Les relations entre les libéraux francophones et les libéraux flamands se sont particulièrement détériorées ces dernières semaines. Le président de l'Open VLD, Egbert Lachaert, est allé jusqu'à comparer le style de certains élus du MR à celui du… Vlaams Belang. Depuis lors, les deux formations se sont officiellement réconciliées et veulent mieux se coordonner dans les dossiers "chauds" fédéraux. Il n'empêche que cette séquence met en lumière les relations à géométrie variable qu'entretiennent les libéraux du nord et du sud du pays.
Le Centre de recherche et d'informations socio-politiques (Crisp) publie ce jeudi un nouveau numéro de son Courrier hebdomadaire consacré à l'histoire tumultueuse de la famille libérale en Belgique. La Libre a interrogé l'auteur de cette étude, le politologue Benjamin Biard.
Par rapport à l'Open VLD, le MR est à la fois plus "social" et plus conservateur sur les thèmes socio-culturels. Juste ?
Sur le volet socio-économique, les libéraux ont fortement évolué dans le temps. Dès 1979, surtout pour les libéraux flamands, il y a eu une évolution vers la doctrine néolibérale. Les libéraux francophones ont également connu ce mouvement. Mais, à la fin des années 80, sous l'impulsion de Louis Michel, le fameux "libéralisme social" a fait son apparition. Cette ligne va perdurer jusqu'au début des années 2000. Pendant cette période, chez les libéraux flamands, une posture plus radicale sur les dossiers socio-économiques prédomine : réduire le rôle de l'État dans la société, privatiser les entreprises publiques… Sur le plan socio-culturel, les libéraux francophones sont un peu plus conservateurs. Cela tient à un contexte partisan différent. Le MR ne fait pas face à une réelle concurrence à sa droite. Pour l'Open VLD, la concurrence électorale est beaucoup plus forte. En particulier vis-à-vis de la N-VA.
L'Open VLD doit donc opter pour des positions qui le différencient de la N-VA, une formation conservatrice.
C'est un élément majeur d'explication des différences actuelles entre MR et Open VLD. Mais il n'est pas le seul. En 2003, le mariage homosexuel avait reçu un soutien plus clair des libéraux flamands, tandis que les libéraux francophones étaient plus divisés. Or, en 2003, la N-VA n'était pas encore une menace électorale pour l'Open VLD.
La présidence de Georges-Louis Bouchez a-t-elle changé l'orientation idéologique du MR?

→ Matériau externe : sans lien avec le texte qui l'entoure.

use serde::Serialize;

use crate::error::AppError;

#[derive(Debug, Clone, Copy, PartialEq, Eq)]
pub enum Direction {
    Asc,
    Desc,
}

impl Direction {
    pub fn parse(s: &str) -> Option<Self> {
        if s.eq_ignore_ascii_case("asc") {
            Some(Direction::Asc)
        } else if s.eq_ignore_ascii_case("desc") {
            Some(Direction::Desc)
        } else {
            None
        }
    }

    pub fn as_sql(&self) -> &'static str {
        match self {
            Direction::Asc => "ASC",
            Direction::Desc => "DESC",
        }
    }
}

/// One sort key. `property` is the JSON name, `column` the store column it maps to.
#[derive(Debug, Clone, PartialEq, Eq)]
pub struct Sort {
    pub property: &'static str,
    pub column: &'static str,
    pub direction: Direction,
}

/// Defaults applied while parsing a query string.
#[derive(Debug, Clone, Copy)]
pub struct PageLimits {
    pub default_size: u64,
    pub max_size: u64,
}

impl Default for PageLimits {
    fn default() -> Self {
        Self {
            default_size: 20,
            max_size: 2000,
        }
    }
}

/// A validated page request. Only constructible through [`PageRequest::new`]
/// or [`PageRequest::from_query`], so holding one means the bounds are sane.
#[derive(Debug, Clone, PartialEq, Eq)]
pub struct PageRequest {
    page: u64,
    size: u64,
    sort: Vec<Sort>,
}

impl PageRequest {
    pub fn new(page: i64, size: i64, sort: Vec<Sort>) -> Result<Self, AppError> {
        if page < 0 {
            return Err(AppError::InvalidPageRequest(format!(
                "Page index must not be negative, got {page}"
            )));
        }
        if size < 1 {
            return Err(AppError::InvalidPageRequest(format!(
                "Page size must be at least 1, got {size}"
            )));
        }
        Ok(Self {
            page: page as u64,
            size: size as u64,
            sort,
        })
    }

    /// Parse `page`, `size` and `sort` out of a raw query string. Other
    /// parameters are ignored. Sort properties must appear in `fields`.
    pub fn from_query(
        query: Option<&str>,
        fields: &[(&'static str, &'static str)],
        limits: PageLimits,
    ) -> Result<Self, AppError> {
        let mut page: i64 = 0;
        let mut size = i64::try_from(limits.default_size).unwrap_or(i64::MAX);
        let mut sort = Vec::new();

        for (key, value) in form_urlencoded::parse(query.unwrap_or("").as_bytes()) {
            match key.as_ref() {
                "page" => page = parse_number("page", &value)?,
                "size" => size = parse_number("size", &value)?,
                "sort" => sort.extend(parse_sort(&value, fields)?),
                _ => {}
            }
        }

        let max = i64::try_from(limits.max_size).unwrap_or(i64::MAX);
        Self::new(page, size.min(max), sort)
    }

    pub fn page(&self) -> u64 {
        self.page
    }

    pub fn size(&self) -> u64 {
        self.size
    }

    pub fn sort(&self) -> &[Sort] {
        &self.sort
    }

    pub fn offset(&self) -> u64 {
        self.page.saturating_mul(self.size)
    }

    /// `(LIMIT, OFFSET)` for SQL binds.
    pub fn limit_offset(&self) -> (i64, i64) {
        (
            i64::try_from(self.size).unwrap_or(i64::MAX),
            i64::try_from(self.offset()).unwrap_or(i64::MAX),
        )
    }

    /// `ORDER BY` clause built from whitelisted columns, with `id` appended as
    /// a tie-breaker so ordering is stable.
    pub fn order_by(&self) -> String {
        let mut keys: Vec<String> = self
            .sort
            .iter()
            .map(|s| format!("{} {}", s.column, s.direction.as_sql()))
            .collect();
        if !self.sort.iter().any(|s| s.column == "id") {
            keys.push("id ASC".to_string());
        }
        format!("ORDER BY {}", keys.join(", "))
    }
}

fn parse_number(name: &str, value: &str) -> Result<i64, AppError> {
    value
        .trim()
        .parse()
        .map_err(|_| AppError::InvalidPageRequest(format!("Invalid {name} parameter '{value}'")))
}

/// `a,b,desc` sorts both `a` and `b` descending; the direction defaults to asc.
fn parse_sort(
    value: &str,
    fields: &[(&'static str, &'static str)],
) -> Result<Vec<Sort>, AppError> {
    let mut parts: Vec<&str> = value
        .split(',')
        .map(str::trim)
        .filter(|p| !p.is_empty())
        .collect();

    let direction = match parts.last().and_then(|last| Direction::parse(last)) {
        Some(direction) => {
            parts.pop();
            direction
        }
        None => Direction::Asc,
    };

    parts
        .into_iter()
        .map(|property| {
            fields
                .iter()
                .find(|(name, _)| *name == property)
                .map(|&(name, column)| Sort {
                    property: name,
                    column,
                    direction,
                })
                .ok_or_else(|| {
                    AppError::InvalidPageRequest(format!("Unknown sort property '{property}'"))
                })
        })
        .collect()
}

/// One page of a result set plus the size of the whole filtered set.
#[derive(Debug, Clone, PartialEq, Serialize)]
pub struct Page<T> {
    pub content: Vec<T>,
    pub total: u64,
    pub page: u64,
    pub size: u64,
}

impl<T> Page<T> {
    pub fn new(content: Vec<T>, total: u64, request: &PageRequest) -> Self {
        Self {
            content,
            total,
            page: request.page(),
            size: request.size(),
        }
    }

    pub fn empty(request: &PageRequest) -> Self {
        Self::new(Vec::new(), 0, request)
    }

    pub fn total_pages(&self) -> u64 {
        if self.size == 0 {
            1
        } else {
            self.total.div_ceil(self.size)
        }
    }
}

On voit que Georges-Louis Bouchez a la volonté d'imprimer sa marque sur le plan socio-économique mais aussi sur le plan communautaire. Je pense à son côté "belgicain". L'Open VLD, au début des années 2000, se présentait encore comme "confédéraliste". Ce parti a opéré un virage en 2013, sous la présidence de Gwendolyn Rutten, en se déclarant opposé à cette option. Libéraux flamands et francophones veulent désormais refédéraliser une série de compétences. Pour le reste, Georges-Louis Bouchez veut aussi marquer les esprits sur le plan sécuritaire et migratoire, avec des positionnements qui ont pu étonner, y compris au sein du MR.
L'Open VLD, au début des années 2000, se présentait encore comme confédéraliste. Ce parti a opéré un virage en 2013, sous la présidence de Gwendolyn Rutten."

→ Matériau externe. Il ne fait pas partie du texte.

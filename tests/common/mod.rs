#![allow(dead_code)]

use std::net::SocketAddr;
use std::sync::{Arc, Mutex};

use async_trait::async_trait;
use chrono::{DateTime, Utc};
use reqwest::{Client, StatusCode};
use serde_json::{json, Value};
use uuid::Uuid;

use cat_server::cache::{CacheError, CacheName, InMemoryUserCache, UserCache};
use cat_server::config::Config;
use cat_server::lookup::EntityLookup;
use cat_server::models::{Assessment, Submission, User};
use cat_server::pagination::{Page, PageRequest};
use cat_server::state::SharedState;
use cat_server::store::{
    AssessmentStore, StoreError, Stores, SubmissionQuery, SubmissionStore, UserStore,
};

/// A running server on a random port over an in-memory store.
pub struct TestApp {
    pub addr: SocketAddr,
    pub client: Client,
    pub state: SharedState,
}

impl TestApp {
    pub fn url(&self, path: &str) -> String {
        format!("http://{}{}", self.addr, path)
    }

    /// Store an activated user directly, bypassing HTTP.
    pub async fn create_user(&self, login: &str) -> User {
        let mut user = User::new(login, &format!("{login}@example.com"));
        user.activated = true;
        self.state
            .lookup
            .save_user(&user)
            .await
            .expect("save user failed")
    }

    /// Create an assessment, return its JSON.
    pub async fn create_assessment(&self, name: &str, kind: &str) -> Value {
        let (body, status) = self
            .post("/api/assessments", &json!({ "name": name, "type": kind }))
            .await;
        assert_eq!(status, StatusCode::CREATED, "create assessment failed: {body}");
        body
    }

    /// Create a submission linking a user and an assessment, return its JSON.
    pub async fn create_submission(&self, user: &User, assessment: &Value) -> Value {
        let (body, status) = self
            .post(
                "/api/submissions",
                &json!({
                    "userId": user.id,
                    "assessmentId": assessment["id"],
                    "githubUrl": format!("https://github.com/{}/solution", user.login),
                }),
            )
            .await;
        assert_eq!(status, StatusCode::CREATED, "create submission failed: {body}");
        body
    }

    /// GET, returning body, status and headers.
    pub async fn get(&self, path: &str) -> (Value, StatusCode, reqwest::header::HeaderMap) {
        let resp = self
            .client
            .get(self.url(path))
            .send()
            .await
            .expect("get request failed");
        let status = resp.status();
        let headers = resp.headers().clone();
        let body: Value = resp.json().await.unwrap_or(json!(null));
        (body, status, headers)
    }

    pub async fn post(&self, path: &str, body: &Value) -> (Value, StatusCode) {
        let resp = self
            .client
            .post(self.url(path))
            .json(body)
            .send()
            .await
            .expect("post request failed");
        let status = resp.status();
        let body: Value = resp.json().await.unwrap_or(json!(null));
        (body, status)
    }

    pub async fn put(&self, path: &str, body: &Value) -> (Value, StatusCode) {
        let resp = self
            .client
            .put(self.url(path))
            .json(body)
            .send()
            .await
            .expect("put request failed");
        let status = resp.status();
        let body: Value = resp.json().await.unwrap_or(json!(null));
        (body, status)
    }

    pub async fn patch(&self, path: &str, body: &Value) -> (Value, StatusCode) {
        let resp = self
            .client
            .patch(self.url(path))
            .json(body)
            .send()
            .await
            .expect("patch request failed");
        let status = resp.status();
        let body: Value = resp.json().await.unwrap_or(json!(null));
        (body, status)
    }

    pub async fn delete(&self, path: &str) -> (StatusCode, reqwest::header::HeaderMap) {
        let resp = self
            .client
            .delete(self.url(path))
            .send()
            .await
            .expect("delete request failed");
        (resp.status(), resp.headers().clone())
    }
}

/// Defaults as the binary would load them, on the memory store.
pub fn test_config() -> Config {
    let mut config = Config::from_lookup(|key| (key == "CAT_STORE").then(|| "memory".to_string()))
        .expect("default config failed");
    config.host = "127.0.0.1".parse().unwrap();
    config.port = 0; // unused, we bind to random port
    config.log_level = "warn".to_string();
    config.user_cache_capacity = 0;
    config
}

/// Spawn a test app over a fresh in-memory store.
pub async fn spawn_app() -> TestApp {
    spawn_app_with(Stores::memory()).await
}

/// Spawn a test app over the given stores.
pub async fn spawn_app_with(stores: Stores) -> TestApp {
    let (app, state) = cat_server::build_app(stores, test_config()).expect("build app failed");

    // Bind to random port
    let listener = tokio::net::TcpListener::bind("127.0.0.1:0")
        .await
        .expect("Failed to bind to random port");
    let addr = listener.local_addr().unwrap();

    tokio::spawn(async move {
        axum::serve(listener, app).await.expect("Server failed");
    });

    TestApp {
        addr,
        client: Client::new(),
        state,
    }
}

/// Lookup over `store` with its own cache.
pub fn lookup_over(stores: &Stores) -> EntityLookup {
    EntityLookup::new(
        stores.users.clone(),
        stores.assessments.clone(),
        Arc::new(InMemoryUserCache::new(0)),
    )
}

pub fn page(page: i64, size: i64) -> PageRequest {
    PageRequest::new(page, size, vec![]).unwrap()
}

// ── Instrumented collaborators ──────────────────────────────────

/// Ordered record of store calls, shared by the counting wrappers.
#[derive(Clone, Default)]
pub struct CallLog(Arc<Mutex<Vec<&'static str>>>);

impl CallLog {
    fn record(&self, call: &'static str) {
        self.0.lock().unwrap().push(call);
    }

    pub fn calls(&self) -> Vec<&'static str> {
        self.0.lock().unwrap().clone()
    }

    pub fn count(&self, call: &str) -> usize {
        self.calls().iter().filter(|c| **c == call).count()
    }

    pub fn count_prefix(&self, prefix: &str) -> usize {
        self.calls().iter().filter(|c| c.starts_with(prefix)).count()
    }
}

/// Wrap every store in `inner` so calls are recorded in the returned log.
pub fn counting(inner: Stores) -> (Stores, CallLog) {
    let log = CallLog::default();
    let stores = Stores {
        users: Arc::new(CountingUsers {
            inner: inner.users,
            log: log.clone(),
        }),
        assessments: Arc::new(CountingAssessments {
            inner: inner.assessments,
            log: log.clone(),
        }),
        submissions: Arc::new(CountingSubmissions {
            inner: inner.submissions,
            log: log.clone(),
        }),
    };
    (stores, log)
}

struct CountingUsers {
    inner: Arc<dyn UserStore>,
    log: CallLog,
}

#[async_trait]
impl UserStore for CountingUsers {
    async fn find_by_id(&self, id: Uuid) -> Result<Option<User>, StoreError> {
        self.log.record("users.find_by_id");
        self.inner.find_by_id(id).await
    }

    async fn find_by_login_ignore_case(&self, login: &str) -> Result<Option<User>, StoreError> {
        self.log.record("users.find_by_login");
        self.inner.find_by_login_ignore_case(login).await
    }

    async fn find_by_email_ignore_case(&self, email: &str) -> Result<Option<User>, StoreError> {
        self.log.record("users.find_by_email");
        self.inner.find_by_email_ignore_case(email).await
    }

    async fn find_by_activation_key(&self, key: &str) -> Result<Option<User>, StoreError> {
        self.log.record("users.find_by_activation_key");
        self.inner.find_by_activation_key(key).await
    }

    async fn find_unactivated_created_before(
        &self,
        before: DateTime<Utc>,
    ) -> Result<Vec<User>, StoreError> {
        self.log.record("users.find_unactivated");
        self.inner.find_unactivated_created_before(before).await
    }

    async fn find_activated_page(&self, page: &PageRequest) -> Result<Page<User>, StoreError> {
        self.log.record("users.find_activated_page");
        self.inner.find_activated_page(page).await
    }

    async fn save(&self, user: &User) -> Result<User, StoreError> {
        self.log.record("users.save");
        self.inner.save(user).await
    }

    async fn delete(&self, id: Uuid) -> Result<(), StoreError> {
        self.log.record("users.delete");
        self.inner.delete(id).await
    }
}

struct CountingAssessments {
    inner: Arc<dyn AssessmentStore>,
    log: CallLog,
}

#[async_trait]
impl AssessmentStore for CountingAssessments {
    async fn find_by_id(&self, id: Uuid) -> Result<Option<Assessment>, StoreError> {
        self.log.record("assessments.find_by_id");
        self.inner.find_by_id(id).await
    }

    async fn find_first_by_type_ignore_case(
        &self,
        kind: &str,
    ) -> Result<Option<Assessment>, StoreError> {
        self.log.record("assessments.find_by_type");
        self.inner.find_first_by_type_ignore_case(kind).await
    }

    async fn find_page(
        &self,
        kind: Option<&str>,
        page: &PageRequest,
    ) -> Result<Page<Assessment>, StoreError> {
        self.log.record("assessments.find_page");
        self.inner.find_page(kind, page).await
    }

    async fn save(&self, assessment: &Assessment) -> Result<Assessment, StoreError> {
        self.log.record("assessments.save");
        self.inner.save(assessment).await
    }

    async fn delete(&self, id: Uuid) -> Result<(), StoreError> {
        self.log.record("assessments.delete");
        self.inner.delete(id).await
    }
}

struct CountingSubmissions {
    inner: Arc<dyn SubmissionStore>,
    log: CallLog,
}

#[async_trait]
impl SubmissionStore for CountingSubmissions {
    async fn find_by_id(&self, id: Uuid) -> Result<Option<Submission>, StoreError> {
        self.log.record("submissions.find_by_id");
        self.inner.find_by_id(id).await
    }

    async fn find_page(
        &self,
        query: &SubmissionQuery,
        page: &PageRequest,
    ) -> Result<Page<Submission>, StoreError> {
        self.log.record("submissions.find_page");
        self.inner.find_page(query, page).await
    }

    async fn save(&self, submission: &Submission) -> Result<Submission, StoreError> {
        self.log.record("submissions.save");
        self.inner.save(submission).await
    }

    async fn delete(&self, id: Uuid) -> Result<(), StoreError> {
        self.log.record("submissions.delete");
        self.inner.delete(id).await
    }
}

/// A cache whose every operation fails.
pub struct UnavailableCache;

impl UserCache for UnavailableCache {
    fn get(&self, _cache: CacheName, _key: &str) -> Result<Option<User>, CacheError> {
        Err(CacheError::Unavailable("connection refused".to_string()))
    }

    fn insert_if_absent(
        &self,
        _cache: CacheName,
        _key: &str,
        _user: &User,
    ) -> Result<(), CacheError> {
        Err(CacheError::Unavailable("connection refused".to_string()))
    }

    fn evict(&self, _cache: CacheName, _key: &str) -> Result<(), CacheError> {
        Err(CacheError::Unavailable("connection refused".to_string()))
    }
}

En matière institutionnelle, l'évolution de l'Open VLD est spectaculaire. En 2010, c'est Alexander De Croo qui avait fait tomber le gouvernement Leterme II sur le dossier "BHV"…
Historiquement, le virage "pro-flamand" remonte à 1992 : le PVV (Partij voor de Vrijheid) devient alors le VLD (Vlaamse Liberalen en Democraten). Mais Gwendolyn Rutten, ancienne présidente de l'Open VLD, abandonne cette ligne communautaire en 2013. Cette décision était liée à la personnalité de Rutten mais aussi aux conséquences électorales de la chute du gouvernement Leterme II : les libéraux flamands avaient obtenu aux élections anticipées un score extrêmement faible…. Ils en ont tiré les leçons. Aujourd'hui, la concurrence de la N-VA et du CD&V, très bien profilés sur la question communautaire, a également poussé l'Open VLD à prendre une autre voie pour se différencier.
Le MR a des liens avec la N-VA et le CD&V de Sammy Mahdi. Tandis que l'Open VLD n'a que le MR comme interlocuteur privilégié du côté francophone. La relation est asymétrique.
Oui. Et cela a été mal vécu par l'Open VLD. On se souviendra notamment de l'interview croisée, en 2014, entre Charles Michel et Wouter Beke. Ceux qui étaient alors présidents du MR et du CD&V avaient annoncé vouloir constituer l'axe de base pour un prochain gouvernement. Je pense aussi aux repas entre Didier Reynders et Bart De Wever, préparant un rapprochement MR/N-VA. Tout cela a contribué à un certain malaise à l'Open VLD.
En 2014, le MR sauve l'Open VLD en demandant sa présence au gouvernement fédéral. En 2019, c'est l'Open VLD qui sauve le MR dont Bart De Wever ne voulait plus… Que les libéraux francophones et flamands soient en froid ou pas, ils ont toujours besoin les uns des autres.
Au niveau fédéral, les deux partis ont la volonté de gouverner ensemble et cette tendance pourrait s'accentuer en 2024 par le lancement d'une liste commune pour la circonscription fédérale de Bruxelles. Ou encore, plus rapidement, par la création d'un groupe commun à la Chambre des représentants.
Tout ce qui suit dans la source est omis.